70 Powell JA analysed the problems in greater detail particularly at pp 5 - 8 of His honour's judgment which I need not extract here. From the premise of this careful analysis Mr Coles QC submitted that notwithstanding the additional evidence before me that had not been before the Court previously I would not be able to conclude with any confidence what property the deceased was purporting to deal with in the statutory declaration. It was further submitted that in such circumstances I could not be satisfied that the deceased intended the statutory declaration to constitute his will.
71 Not unexpectedly Mr Coles QC focused upon the reference to Derwent Controls in the statutory declaration. There is no evidence that there was such an entity. Certainly there was evidence that John Siladi worked on the thermostat controls and that they were profitable. However the words "Derwent Controls" do not appear in the company name. Mr Jacobson QC conceded that there was no evidence in relation to that entity and as he called no witness to give evidence about it Mr Coles QC submitted that no witness could have given any evidence of assistance to the defendant on that topic.
72 In the circumstances I am of the view that there was no such formal entity or business name. However I am satisfied on the evidence of the development of the business that the reference to Derwent Controls is on the balance of probabilities a reference to the business of manufacturing and selling the thermostat controls which was conducted by the company Derwent Thermostats Pty Ltd.
73 I am not aware of any more detail of the "partnership" of Derwent Properties than that contained in the evidence of the Siladi brothers to which I have already referred and in the plaintiff's affidavit of assets and liabilities to which I have also made reference. Mr Coles QC made the submission consistently with the observations made by Powell JA in the appeal in this matter that I am not in a position to know whether or not there was a written partnership agreement or whether the partnership dissolved on the death of one of the partners.
74 He made the point that there is a world of difference between a disposition of a business as a going concern and a disposition of a purported interest in a business which is not really a going concern but an unliquidated distributable share in a wound up trading concern.
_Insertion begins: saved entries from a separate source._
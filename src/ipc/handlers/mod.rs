pub mod calendar;
pub mod colors;
pub mod core;
pub mod custom;
pub mod grid;
pub mod schedule;
use crate::course::CourseRecord;
use crate::merge::WeekBuckets;
use crate::parse::{SLOT_COUNT, WEEKDAY_COUNT};

/// Which weeks a resolution looks at.
#[derive(Debug, Clone, Copy, PartialEq, Eq)]
pub enum WeekFilter {
    Week(i32),
    AllWeeks,
}

impl WeekFilter {
    pub fn new(week: i32, show_all_weeks: bool) -> Self {
        if show_all_weeks {
            WeekFilter::AllWeeks
        } else {
            WeekFilter::Week(week)
        }
    }

    fn admits(&self, record: &CourseRecord) -> bool {
        match self {
            WeekFilter::AllWeeks => true,
            WeekFilter::Week(w) => record.is_in_week(*w),
        }
    }
}

#[derive(Debug, Clone, PartialEq, Eq)]
pub struct GridCell<'a> {
    pub weekday: u8,
    pub slot: u8,
    /// Every matching record, in merge order.
    pub active: Vec<&'a CourseRecord>,
    pub primary: Option<&'a CourseRecord>,
}

impl<'a> GridCell<'a> {
    pub fn is_active(&self) -> bool {
        self.primary.is_some()
    }

    pub fn has_overlap(&self) -> bool {
        self.active.len() > 1
    }
}

/// Earliest first week wins; on a tie the record seen first stays.
pub fn select_primary<'a>(active: &[&'a CourseRecord]) -> Option<&'a CourseRecord> {
    let mut primary: Option<&'a CourseRecord> = None;
    for &record in active {
        match primary {
            Some(p) if record.first_week() >= p.first_week() => {}
            _ => primary = Some(record),
        }
    }
    primary
}

pub fn resolve_cell<'a>(
    merged: &'a WeekBuckets,
    weekday: u8,
    slot: u8,
    filter: WeekFilter,
) -> GridCell<'a> {
    let active: Vec<&'a CourseRecord> = merged
        .day(weekday)
        .iter()
        .filter(|r| r.is_in_time_slot(weekday, slot) && filter.admits(r))
        .collect();
    let primary = select_primary(&active);
    GridCell {
        weekday,
        slot,
        active,
        primary,
    }
}

/// The 7 × 5 grid for one filter. Cells are stored slot-major so a row of
/// the timetable is one contiguous run of seven weekdays.
#[derive(Debug, Clone, PartialEq, Eq)]
pub struct Grid<'a> {
    cells: Vec<GridCell<'a>>,
}

impl<'a> Grid<'a> {
    #[allow(dead_code)]
    pub fn cell(&self, weekday: u8, slot: u8) -> Option<&GridCell<'a>> {
        if !(1..=WEEKDAY_COUNT).contains(&weekday) || !(1..=SLOT_COUNT).contains(&slot) {
            return None;
        }
        let idx = usize::from(slot - 1) * usize::from(WEEKDAY_COUNT) + usize::from(weekday - 1);
        self.cells.get(idx)
    }

    pub fn rows(&self) -> impl Iterator<Item = &[GridCell<'a>]> {
        self.cells.chunks(usize::from(WEEKDAY_COUNT))
    }

    #[allow(dead_code)]
    pub fn cells(&self) -> &[GridCell<'a>] {
        &self.cells
    }

    pub fn active_count(&self) -> usize {
        self.cells.iter().filter(|c| c.is_active()).count()
    }
}

pub fn resolve_grid(merged: &WeekBuckets, filter: WeekFilter) -> Grid<'_> {
    let mut cells = Vec::with_capacity(usize::from(SLOT_COUNT) * usize::from(WEEKDAY_COUNT));
    for slot in 1..=SLOT_COUNT {
        for weekday in 1..=WEEKDAY_COUNT {
            cells.push(resolve_cell(merged, weekday, slot, filter));
        }
    }
    Grid { cells }
}

/// One weekday column of a specific week, slots 1..=5.
pub fn resolve_day(merged: &WeekBuckets, weekday: u8, week: i32) -> Vec<GridCell<'_>> {
    (1..=SLOT_COUNT)
        .map(|slot| resolve_cell(merged, weekday, slot, WeekFilter::Week(week)))
        .collect()
}
//! Handshake: one round trip that exchanges session tokens and addresses.
//!
//! ```text
//! initiator                                  responder
//!    | generate_conversation                     |
//!    |--- token (out of band) ------------------>|
//!    |                        bootstrap_conversation
//!    |<-- POST /bootstrap (acknowledgement) -----|
//! accept_acknowledgement                         |
//! ```
//!
//! Both wrappers carry an encrypted, signed [`StartConversation`]. The
//! acknowledgement reuses the initiator's conversation ID so both sides key
//! the session identically.
//!
//! These functions touch no shared state; registration is up to the caller.

use crate::conversation::Conversation;
use crate::crypto::{self, KeyPair, KeyType, PublicKey};
use crate::envelope::{StartConversation, StartConversationWrapper};
use crate::error::{Error, Result};
use crate::logging::RedactedAddress;
use std::sync::Arc;

/// Length of a session token in characters.
pub const TOKEN_LENGTH: usize = 128;

/// Encrypt and sign a [`StartConversation`] into a wrapper tagged with `id`.
pub fn seal_start(
    self_keys: &KeyPair,
    remote_public: &PublicKey,
    id: &str,
    start: &StartConversation,
) -> Result<StartConversationWrapper> {
    let json = serde_json::to_vec(start).map_err(|e| Error::Encoding(e.to_string()))?;
    let sealed = crypto::encrypt_and_sign(self_keys.private_key(), remote_public, &json)?;

    Ok(StartConversationWrapper {
        encryption_type: self_keys.key_type().to_string(),
        id: id.to_string(),
        auth: sealed.ciphertext,
        signature: sealed.signature,
    })
}

/// Decrypt and verify the [`StartConversation`] inside `wrapper`.
///
/// The declared scheme must match `self_keys`.
pub fn open_start(
    self_keys: &KeyPair,
    remote_public: &PublicKey,
    wrapper: &StartConversationWrapper,
) -> Result<StartConversation> {
    let declared = wrapper.key_type()?;
    if declared != self_keys.key_type() {
        return Err(Error::InvalidKeyType(format!(
            "handshake declares {}, local keys are {}",
            declared,
            self_keys.key_type()
        )));
    }

    let json = crypto::decrypt_and_verify(
        self_keys.private_key(),
        remote_public,
        &wrapper.auth,
        &wrapper.signature,
    )?;
    serde_json::from_slice(&json).map_err(|e| Error::MalformedEnvelope(e.to_string()))
}

/// Initiator side: create a pending conversation and the token to hand over.
pub fn generate_conversation(
    self_address: &str,
    self_keys: Arc<KeyPair>,
    remote_public: Arc<PublicKey>,
    key_type: KeyType,
    alias: &str,
) -> Result<(String, Conversation)> {
    if self_keys.key_type() != key_type {
        return Err(Error::InvalidKeyType(format!(
            "requested {}, local keys are {}",
            key_type,
            self_keys.key_type()
        )));
    }

    let start = StartConversation {
        address: self_address.to_string(),
        token: crypto::random_token(TOKEN_LENGTH),
    };
    let id = uuid::Uuid::new_v4().to_string();

    let wrapper = seal_start(&self_keys, &remote_public, &id, &start)?;
    let token = wrapper.to_token()?;

    let conversation =
        Conversation::new_initiator(id, alias.to_string(), start.token, self_keys, remote_public)?;

    tracing::debug!(id = %conversation.id(), key_type = %key_type, "Generated handshake token");

    Ok((token, conversation))
}

/// Responder side: consume a token, create an established conversation and
/// the acknowledgement to POST to the initiator's `/bootstrap`.
pub fn bootstrap_conversation(
    token: &str,
    self_address: &str,
    self_keys: Arc<KeyPair>,
    remote_public: Arc<PublicKey>,
    alias: &str,
) -> Result<(Conversation, StartConversationWrapper)> {
    let offer = StartConversationWrapper::from_token(token)?;
    let remote = open_start(&self_keys, &remote_public, &offer)?;

    let start = StartConversation {
        address: self_address.to_string(),
        token: crypto::random_token(TOKEN_LENGTH),
    };
    let ack = seal_start(&self_keys, &remote_public, &offer.id, &start)?;

    tracing::debug!(
        id = %offer.id,
        peer = %RedactedAddress(&remote.address),
        "Accepted handshake token"
    );

    let conversation = Conversation::new_responder(
        offer.id,
        alias.to_string(),
        start.token,
        remote.token,
        remote.address,
        self_keys,
        remote_public,
    )?;

    Ok((conversation, ack))
}

/// Initiator side: apply the responder's acknowledgement.
pub fn accept_acknowledgement(
    conversation: &mut Conversation,
    ack: &StartConversationWrapper,
) -> Result<()> {
    if conversation.is_ended() {
        return Err(Error::ConversationEnded);
    }
    if conversation.is_established() {
        return Err(Error::AlreadyEstablished);
    }

    let remote = open_start(conversation.self_keys(), conversation.remote_public(), ack)?;
    conversation.establish(remote.address, remote.token)
}
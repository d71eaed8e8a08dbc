//! RSA: PKCS#1 v1.5 encryption with a detached PKCS#1 v1.5 SHA-256 signature
//! over the plaintext.
//!
//! Raw PKCS#1 v1.5 bounds the plaintext at `modulus_bytes - 11`, i.e. 501
//! bytes for a 4096-bit key. Larger payloads fail with [`Error::Crypto`].

use super::{CryptoScheme, Sealed};
use crate::error::{Error, Result};
use rand::rngs::OsRng;
use rsa::pkcs1v15::{Signature, SigningKey, VerifyingKey};
use rsa::signature::{RandomizedSigner, SignatureEncoding, Verifier};
use rsa::{Pkcs1v15Encrypt, RsaPrivateKey, RsaPublicKey};
use sha2::Sha256;
use zeroize::Zeroizing;

pub(crate) struct RsaScheme;

impl CryptoScheme for RsaScheme {
    type Private = RsaPrivateKey;
    type Public = RsaPublicKey;

    fn encrypt_and_sign(
        self_private: &RsaPrivateKey,
        peer_public: &RsaPublicKey,
        plaintext: &[u8],
    ) -> Result<Sealed> {
        let ciphertext = peer_public
            .encrypt(&mut OsRng, Pkcs1v15Encrypt, plaintext)
            .map_err(|e| Error::Crypto(e.to_string()))?;

        let signing_key = SigningKey::<Sha256>::new(self_private.clone());
        let signature = signing_key.sign_with_rng(&mut OsRng, plaintext).to_vec();

        Ok(Sealed { ciphertext, signature })
    }

    fn decrypt_and_verify(
        self_private: &RsaPrivateKey,
        peer_public: &RsaPublicKey,
        ciphertext: &[u8],
        signature: &[u8],
    ) -> Result<Zeroizing<Vec<u8>>> {
        if ciphertext.is_empty() {
            return Err(Error::DecryptionFailed("empty ciphertext".into()));
        }
        if signature.is_empty() {
            return Err(Error::VerificationFailed("empty signature".into()));
        }

        let plaintext = Zeroizing::new(
            self_private
                .decrypt(Pkcs1v15Encrypt, ciphertext)
                .map_err(|e| Error::DecryptionFailed(e.to_string()))?,
        );

        let signature =
            Signature::try_from(signature).map_err(|e| Error::VerificationFailed(e.to_string()))?;
        VerifyingKey::<Sha256>::new(peer_public.clone())
            .verify(&plaintext, &signature)
            .map_err(|e| Error::VerificationFailed(e.to_string()))?;

        Ok(plaintext)
    }
}
//! Tor ControlPort client.
//!
//! Speaks the subset of control-spec.txt Parley needs: PROTOCOLINFO,
//! AUTHENTICATE (cookie, password or none), GETINFO, and ephemeral
//! ADD_ONION/DEL_ONION.

use crate::error::{Error, Result};
use std::net::SocketAddr;
use std::path::Path;
use std::time::Duration;
use tokio::io::{AsyncBufReadExt, AsyncWriteExt, BufReader};
use tokio::net::TcpStream;

/// Authentication method for Tor ControlPort.
#[derive(Debug, Clone)]
pub enum TorAuth {
    /// No authentication required.
    None,
    /// Cookie authentication (reads from file).
    Cookie(String),
    /// Password authentication.
    Password(String),
}

/// Cookie locations tried when PROTOCOLINFO's path is unreadable.
const COMMON_COOKIE_PATHS: &[&str] = &[
    "/run/tor/control.authcookie",
    "/var/run/tor/control.authcookie",
    "/var/lib/tor/control_auth_cookie",
];

/// Tor ControlPort client.
pub struct TorController {
    reader: BufReader<tokio::net::tcp::OwnedReadHalf>,
    writer: tokio::net::tcp::OwnedWriteHalf,
    authenticated: bool,
}

impl TorController {
    /// Connect to Tor ControlPort.
    pub async fn connect(addr: SocketAddr) -> Result<Self> {
        let stream = TcpStream::connect(addr)
            .await
            .map_err(|e| Error::Tor(format!("failed to connect to control port {}: {}", addr, e)))?;

        let (read_half, write_half) = stream.into_split();

        Ok(Self {
            reader: BufReader::new(read_half),
            writer: write_half,
            authenticated: false,
        })
    }

    /// Send a command and collect the reply lines, status prefix stripped.
    async fn command(&mut self, cmd: &str) -> Result<Vec<String>> {
        self.writer
            .write_all(format!("{}\r\n", cmd).as_bytes())
            .await
            .map_err(|e| Error::Tor(format!("failed to send command: {}", e)))?;
        self.writer
            .flush()
            .await
            .map_err(|e| Error::Tor(format!("failed to flush: {}", e)))?;

        let mut lines = Vec::new();
        loop {
            let mut line = String::new();
            let read = self
                .reader
                .read_line(&mut line)
                .await
                .map_err(|e| Error::Tor(format!("failed to read response: {}", e)))?;
            if read == 0 {
                return Err(Error::Tor("control port closed the connection".into()));
            }

            let line = line.trim_end();
            if line.is_empty() {
                continue;
            }

            match parse_reply_line(line)? {
                ReplyLine::Mid(text) => lines.push(text.to_string()),
                ReplyLine::End(text) => {
                    lines.push(text.to_string());
                    break;
                }
            }
        }

        Ok(lines)
    }

    /// Get protocol info to determine authentication method.
    pub async fn get_protocol_info(&mut self) -> Result<ProtocolInfo> {
        let lines = self.command("PROTOCOLINFO 1").await?;
        Ok(ProtocolInfo::parse(&lines))
    }

    /// Authenticate with the control port.
    pub async fn authenticate(&mut self, auth: TorAuth) -> Result<()> {
        let cmd = match auth {
            TorAuth::None => "AUTHENTICATE".to_string(),
            TorAuth::Cookie(path) => {
                let cookie = tokio::fs::read(&path)
                    .await
                    .map_err(|e| Error::Tor(format!("failed to read cookie file: {}", e)))?;
                format!("AUTHENTICATE {}", hex::encode(cookie))
            }
            TorAuth::Password(password) => {
                format!("AUTHENTICATE \"{}\"", escape_tor_string(&password))
            }
        };

        self.command(&cmd).await?;
        self.authenticated = true;

        tracing::info!("Authenticated with Tor control port");
        Ok(())
    }

    /// Authenticate with whatever the daemon offers: cookie first, then none.
    pub async fn authenticate_auto(&mut self) -> Result<()> {
        let info = self.get_protocol_info().await?;

        tracing::debug!(methods = ?info.auth_methods, cookie = ?info.cookie_file, "Tor auth methods");

        if info.supports("COOKIE") || info.supports("SAFECOOKIE") {
            if let Some(cookie_path) = &info.cookie_file {
                match self.authenticate(TorAuth::Cookie(cookie_path.clone())).await {
                    Ok(()) => return Ok(()),
                    Err(e) => {
                        tracing::warn!(path = %cookie_path, error = %e, "Cookie auth failed");
                    }
                }
            }
            for path in COMMON_COOKIE_PATHS {
                if Path::new(path).exists() {
                    match self.authenticate(TorAuth::Cookie((*path).to_string())).await {
                        Ok(()) => return Ok(()),
                        Err(e) => tracing::debug!(path, error = %e, "Cookie auth failed"),
                    }
                }
            }
        }

        if info.supports("NULL") {
            return self.authenticate(TorAuth::None).await;
        }

        Err(Error::Tor(
            "no usable ControlPort authentication method (is your user allowed to read the cookie?)".into(),
        ))
    }

    /// Register an ephemeral onion service with a fresh key Tor discards.
    ///
    /// Returns the service ID (hostname without `.onion`).
    pub async fn add_onion(&mut self, virtual_port: u16, target_port: u16) -> Result<String> {
        if !self.authenticated {
            return Err(Error::Tor("not authenticated".into()));
        }

        let cmd = format!(
            "ADD_ONION NEW:ED25519-V3 Flags=DiscardPK Port={},127.0.0.1:{}",
            virtual_port, target_port
        );
        let response = self.command(&cmd).await?;

        let service_id = response
            .iter()
            .find_map(|line| line.strip_prefix("ServiceID="))
            .map(str::to_string)
            .ok_or_else(|| Error::Tor("no ServiceID in response".into()))?;

        tracing::info!(virtual_port, target_port, "Created onion service");

        Ok(service_id)
    }

    /// Remove an onion service.
    pub async fn del_onion(&mut self, service_id: &str) -> Result<()> {
        if !self.authenticated {
            return Err(Error::Tor("not authenticated".into()));
        }

        self.command(&format!("DEL_ONION {}", service_id)).await?;

        tracing::info!("Removed onion service");
        Ok(())
    }

    /// Get the Tor version.
    pub async fn get_version(&mut self) -> Result<String> {
        let lines = self.command("GETINFO version").await?;
        lines
            .iter()
            .find_map(|line| line.strip_prefix("version="))
            .map(str::to_string)
            .ok_or_else(|| Error::Tor("version not found in response".into()))
    }

    /// Check if Tor has established circuits.
    pub async fn is_ready(&mut self) -> Result<bool> {
        let lines = self.command("GETINFO status/circuit-established").await?;
        Ok(lines.iter().any(|line| line.contains("circuit-established=1")))
    }

    /// Poll until Tor has circuits or `timeout` elapses.
    pub async fn wait_ready(&mut self, timeout: Duration) -> Result<()> {
        let start = std::time::Instant::now();
        while start.elapsed() < timeout {
            if self.is_ready().await? {
                return Ok(());
            }
            tokio::time::sleep(Duration::from_secs(1)).await;
        }
        Err(Error::Timeout)
    }
}

/// Information from PROTOCOLINFO response.
#[derive(Debug, Default, PartialEq, Eq)]
pub struct ProtocolInfo {
    /// Available authentication methods.
    pub auth_methods: Vec<String>,
    /// Path to control port cookie file for authentication.
    pub cookie_file: Option<String>,
}

impl ProtocolInfo {
    /// Parse `AUTH METHODS=... COOKIEFILE="..."` out of a PROTOCOLINFO reply.
    fn parse(lines: &[String]) -> Self {
        let mut info = Self::default();

        for auth in lines.iter().filter_map(|line| line.strip_prefix("AUTH ")) {
            if let Some(rest) = auth.split_once("METHODS=").map(|(_, rest)| rest) {
                let methods = rest.split(' ').next().unwrap_or_default();
                info.auth_methods = methods.split(',').map(String::from).collect();
            }
            if let Some(rest) = auth.split_once("COOKIEFILE=\"").map(|(_, rest)| rest) {
                if let Some((path, _)) = rest.split_once('"') {
                    info.cookie_file = Some(path.to_string());
                }
            }
        }

        info
    }

    fn supports(&self, method: &str) -> bool {
        self.auth_methods.iter().any(|m| m == method)
    }
}

#[derive(Debug, PartialEq, Eq)]
enum ReplyLine<'a> {
    Mid(&'a str),
    End(&'a str),
}

/// Split `250-text` / `250 text` / `250+text`; any non-2xx status is an error.
fn parse_reply_line(line: &str) -> Result<ReplyLine<'_>> {
    let (code, rest) = match (line.get(..3), line.get(3..)) {
        (Some(code), Some(rest)) if code.bytes().all(|b| b.is_ascii_digit()) => (code, rest),
        _ => return Err(Error::Tor(format!("malformed control reply: {}", line))),
    };

    if !code.starts_with('2') {
        return Err(Error::Tor(format!("control port error: {}", line)));
    }

    let mut chars = rest.chars();
    match chars.next() {
        None => Ok(ReplyLine::End("")),
        Some(' ') => Ok(ReplyLine::End(chars.as_str())),
        Some('-') | Some('+') => Ok(ReplyLine::Mid(chars.as_str())),
        Some(_) => Err(Error::Tor(format!("malformed control reply: {}", line))),
    }
}

/// Escape a string for Tor control protocol.
fn escape_tor_string(s: &str) -> String {
    s.replace('\\', "\\\\").replace('"', "\\\"")
}
//! Transport configuration.
//!
//! Every struct has a `Default` matching a stock local Tor daemon. `from_env`
//! applies overrides from:
//!
//! | Variable              | Field                          |
//! |-----------------------|--------------------------------|
//! | `PARLEY_SOCKS_ADDR`   | [`TorConfig::socks_addr`]      |
//! | `PARLEY_CONTROL_ADDR` | [`TorConfig::control_addr`]    |
//! | `PARLEY_LOCAL_PORT`   | [`OnionServiceConfig::local_port`] |

use crate::error::{Error, Result};
use crate::tor::{
    CIRCUIT_TIMEOUT_SECS, DEFAULT_CONTROL_PORT, DEFAULT_SOCKS_PORT, ONION_VIRTUAL_PORT,
};
use std::net::SocketAddr;
use std::time::Duration;

/// Environment variable overriding the SOCKS proxy address.
pub const ENV_SOCKS_ADDR: &str = "PARLEY_SOCKS_ADDR";

/// Environment variable overriding the ControlPort address.
pub const ENV_CONTROL_ADDR: &str = "PARLEY_CONTROL_ADDR";

/// Environment variable overriding the local listener port.
pub const ENV_LOCAL_PORT: &str = "PARLEY_LOCAL_PORT";

/// Maximum accepted request body (1 MiB).
pub const MAX_BODY_SIZE: usize = 1024 * 1024;

/// Outbound send timeout (seconds).
pub const SEND_TIMEOUT_SECS: u64 = 120;

/// Where the local Tor daemon listens.
#[derive(Debug, Clone, PartialEq, Eq)]
pub struct TorConfig {
    /// SOCKS5 proxy for outbound requests.
    pub socks_addr: SocketAddr,
    /// ControlPort for onion service registration.
    pub control_addr: SocketAddr,
    /// Bound on waiting for circuits and for onion registration.
    pub setup_timeout: Duration,
}

impl Default for TorConfig {
    fn default() -> Self {
        Self {
            socks_addr: SocketAddr::from(([127, 0, 0, 1], DEFAULT_SOCKS_PORT)),
            control_addr: SocketAddr::from(([127, 0, 0, 1], DEFAULT_CONTROL_PORT)),
            setup_timeout: Duration::from_secs(CIRCUIT_TIMEOUT_SECS),
        }
    }
}

/// The onion service fronting the local listener.
#[derive(Debug, Clone, PartialEq, Eq)]
pub struct OnionServiceConfig {
    /// Local port to listen on; 0 picks an ephemeral port.
    pub local_port: u16,
    /// Port exposed on the onion address.
    pub virtual_port: u16,
}

impl Default for OnionServiceConfig {
    fn default() -> Self {
        Self {
            local_port: 0,
            virtual_port: ONION_VIRTUAL_PORT,
        }
    }
}

/// Everything needed to start a [`crate::server::Server`].
#[derive(Debug, Clone, PartialEq, Eq, Default)]
pub struct ServerConfig {
    /// Tor daemon endpoints.
    pub tor: TorConfig,
    /// Onion service settings.
    pub onion: OnionServiceConfig,
    /// Outbound HTTP settings.
    pub http: HttpConfig,
}

/// Outbound and inbound HTTP limits.
#[derive(Debug, Clone, PartialEq, Eq)]
pub struct HttpConfig {
    /// Bound on a single outbound POST.
    pub send_timeout: Duration,
    /// Maximum inbound request body.
    pub body_limit: usize,
}

impl Default for HttpConfig {
    fn default() -> Self {
        Self {
            send_timeout: Duration::from_secs(SEND_TIMEOUT_SECS),
            body_limit: MAX_BODY_SIZE,
        }
    }
}

impl ServerConfig {
    /// Defaults with environment overrides applied.
    pub fn from_env() -> Result<Self> {
        Self::from_lookup(|key| std::env::var(key).ok())
    }

    fn from_lookup(lookup: impl Fn(&str) -> Option<String>) -> Result<Self> {
        let mut config = Self::default();

        if let Some(value) = lookup(ENV_SOCKS_ADDR) {
            config.tor.socks_addr = parse_socket_addr(ENV_SOCKS_ADDR, &value)?;
        }
        if let Some(value) = lookup(ENV_CONTROL_ADDR) {
            config.tor.control_addr = parse_socket_addr(ENV_CONTROL_ADDR, &value)?;
        }
        if let Some(value) = lookup(ENV_LOCAL_PORT) {
            config.onion.local_port = value
                .trim()
                .parse()
                .map_err(|_| Error::Config(format!("{} is not a port: {:?}", ENV_LOCAL_PORT, value)))?;
        }

        Ok(config)
    }
}

fn parse_socket_addr(name: &str, value: &str) -> Result<SocketAddr> {
    value
        .trim()
        .parse()
        .map_err(|_| Error::Config(format!("{} is not host:port: {:?}", name, value)))
}

#[cfg(test)]
mod tests {
    use super::*;
    use std::collections::HashMap;

    #[test]
    fn test_defaults() {
        let config = ServerConfig::default();
        assert_eq!(config.tor.socks_addr.port(), 9050);
        assert_eq!(config.tor.control_addr.port(), 9051);
        assert_eq!(config.tor.setup_timeout, Duration::from_secs(120));
        assert_eq!(config.onion.virtual_port, 80);
        assert_eq!(config.http.send_timeout, Duration::from_secs(120));
        assert_eq!(config.http.body_limit, 1024 * 1024);
    }

    #[test]
    fn test_env_overrides() {
        let env: HashMap<&str, &str> = [
            (ENV_SOCKS_ADDR, "127.0.0.1:9150"),
            (ENV_CONTROL_ADDR, "10.0.0.2:9151"),
            (ENV_LOCAL_PORT, " 8080 "),
        ]
        .into_iter()
        .collect();

        let config = ServerConfig::from_lookup(|k| env.get(k).map(|v| v.to_string())).expect("config");
        assert_eq!(config.tor.socks_addr, "127.0.0.1:9150".parse().expect("addr"));
        assert_eq!(config.tor.control_addr, "10.0.0.2:9151".parse().expect("addr"));
        assert_eq!(config.onion.local_port, 8080);
    }

    #[test]
    fn test_bad_env_rejected() {
        let bad_port = ServerConfig::from_lookup(|k| (k == ENV_LOCAL_PORT).then(|| "eighty".into()));
        assert!(matches!(bad_port, Err(Error::Config(_))));

        let bad_addr = ServerConfig::from_lookup(|k| (k == ENV_SOCKS_ADDR).then(|| "localhost".into()));
        assert!(matches!(bad_addr, Err(Error::Config(_))));
    }
}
75 I am of the view on all the evidence before me that in signing this statutory declaration the deceased intended that on his death his brother, John, was to have his shares in the company and his share of the Derwent Properties account and his half interest in the Gladesville property.
76 Although the deceased may not have turned his mind to the distinctions and differences to which Mr Coles QC took me in detail, I am of the view that these circumstances do not detract from the view that I have reached which is that I am comfortably satisfied on the balance of probabilities that the deceased intended the statutory declaration to operate as his will.
77 The parties are to bring in short minutes of order to finalise this matter after I hear any application that is made in relation to costs.